| TASK STATEMENT |
Each record is to be given again without alteration.

╭─ SUPPLIED DATA

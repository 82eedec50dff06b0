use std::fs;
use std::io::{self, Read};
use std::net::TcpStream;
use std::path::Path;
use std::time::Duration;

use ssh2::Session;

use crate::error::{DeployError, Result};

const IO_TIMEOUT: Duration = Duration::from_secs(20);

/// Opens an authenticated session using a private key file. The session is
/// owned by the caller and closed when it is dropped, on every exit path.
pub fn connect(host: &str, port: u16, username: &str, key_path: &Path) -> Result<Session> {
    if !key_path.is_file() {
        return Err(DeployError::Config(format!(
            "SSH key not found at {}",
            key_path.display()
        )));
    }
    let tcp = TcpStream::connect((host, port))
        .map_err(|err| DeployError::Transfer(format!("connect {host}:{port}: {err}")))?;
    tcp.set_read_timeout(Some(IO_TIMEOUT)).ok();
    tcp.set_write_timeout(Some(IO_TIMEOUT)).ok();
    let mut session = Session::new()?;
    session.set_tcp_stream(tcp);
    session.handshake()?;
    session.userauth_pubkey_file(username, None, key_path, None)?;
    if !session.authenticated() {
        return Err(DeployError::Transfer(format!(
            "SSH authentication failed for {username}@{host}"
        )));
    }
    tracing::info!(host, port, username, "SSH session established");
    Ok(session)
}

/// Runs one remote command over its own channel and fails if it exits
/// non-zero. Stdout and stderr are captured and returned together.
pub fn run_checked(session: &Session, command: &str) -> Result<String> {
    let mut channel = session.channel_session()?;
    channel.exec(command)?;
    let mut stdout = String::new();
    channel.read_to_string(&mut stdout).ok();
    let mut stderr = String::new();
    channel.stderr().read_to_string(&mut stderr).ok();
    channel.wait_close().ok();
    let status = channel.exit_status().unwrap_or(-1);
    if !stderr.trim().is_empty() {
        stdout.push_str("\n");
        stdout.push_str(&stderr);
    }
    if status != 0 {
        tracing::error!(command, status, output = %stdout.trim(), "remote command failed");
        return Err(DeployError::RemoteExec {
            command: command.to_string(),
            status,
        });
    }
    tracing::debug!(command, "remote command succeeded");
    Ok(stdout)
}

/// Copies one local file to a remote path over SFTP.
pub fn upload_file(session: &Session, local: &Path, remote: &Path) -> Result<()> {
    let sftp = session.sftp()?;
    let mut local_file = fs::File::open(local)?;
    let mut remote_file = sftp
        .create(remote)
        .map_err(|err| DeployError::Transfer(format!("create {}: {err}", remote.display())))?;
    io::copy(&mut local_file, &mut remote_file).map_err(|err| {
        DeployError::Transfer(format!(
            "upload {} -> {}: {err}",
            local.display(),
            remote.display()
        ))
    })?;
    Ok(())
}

╰─

| TASK ANSWER |
repository 82eedec50dff06b0
use std::fs;
use std::io::{self, Read};
use std::net::TcpStream;
use std::path::Path;
use std::time::Duration;

use ssh2::Session;

use crate::error::{DeployError, Result};

const IO_TIMEOUT: Duration = Duration::from_secs(20);

/// Opens an authenticated session using a private key file. The session is
/// owned by the caller and closed when it is dropped, on every exit path.
pub fn connect(host: &str, port: u16, username: &str, key_path: &Path) -> Result<Session> {
    if !key_path.is_file() {
        return Err(DeployError::Config(format!(
            "SSH key not found at {}",
            key_path.display()
        )));
    }
    let tcp = TcpStream::connect((host, port))
        .map_err(|err| DeployError::Transfer(format!("connect {host}:{port}: {err}")))?;
    tcp.set_read_timeout(Some(IO_TIMEOUT)).ok();
    tcp.set_write_timeout(Some(IO_TIMEOUT)).ok();
    let mut session = Session::new()?;
    session.set_tcp_stream(tcp);
    session.handshake()?;
    session.userauth_pubkey_file(username, None, key_path, None)?;
    if !session.authenticated() {
        return Err(DeployError::Transfer(format!(
            "SSH authentication failed for {username}@{host}"
        )));
    }
    tracing::info!(host, port, username, "SSH session established");
    Ok(session)
}

/// Runs one remote command over its own channel and fails if it exits
/// non-zero. Stdout and stderr are captured and returned together.
pub fn run_checked(session: &Session, command: &str) -> Result<String> {
    let mut channel = session.channel_session()?;
    channel.exec(command)?;
    let mut stdout = String::new();
    channel.read_to_string(&mut stdout).ok();
    let mut stderr = String::new();
    channel.stderr().read_to_string(&mut stderr).ok();
    channel.wait_close().ok();
    let status = channel.exit_status().unwrap_or(-1);
    if !stderr.trim().is_empty() {
        stdout.push_str("\n");
        stdout.push_str(&stderr);
    }
    if status != 0 {
        tracing::error!(command, status, output = %stdout.trim(), "remote command failed");
        return Err(DeployError::RemoteExec {
            command: command.to_string(),
            status,
        });
    }
    tracing::debug!(command, "remote command succeeded");
    Ok(stdout)
}

/// Copies one local file to a remote path over SFTP.
pub fn upload_file(session: &Session, local: &Path, remote: &Path) -> Result<()> {
    let sftp = session.sftp()?;
    let mut local_file = fs::File::open(local)?;
    let mut remote_file = sftp
        .create(remote)
        .map_err(|err| DeployError::Transfer(format!("create {}: {err}", remote.display())))?;
    io::copy(&mut local_file, &mut remote_file).map_err(|err| {
        DeployError::Transfer(format!(
            "upload {} -> {}: {err}",
            local.display(),
            remote.display()
        ))
    })?;
    Ok(())
}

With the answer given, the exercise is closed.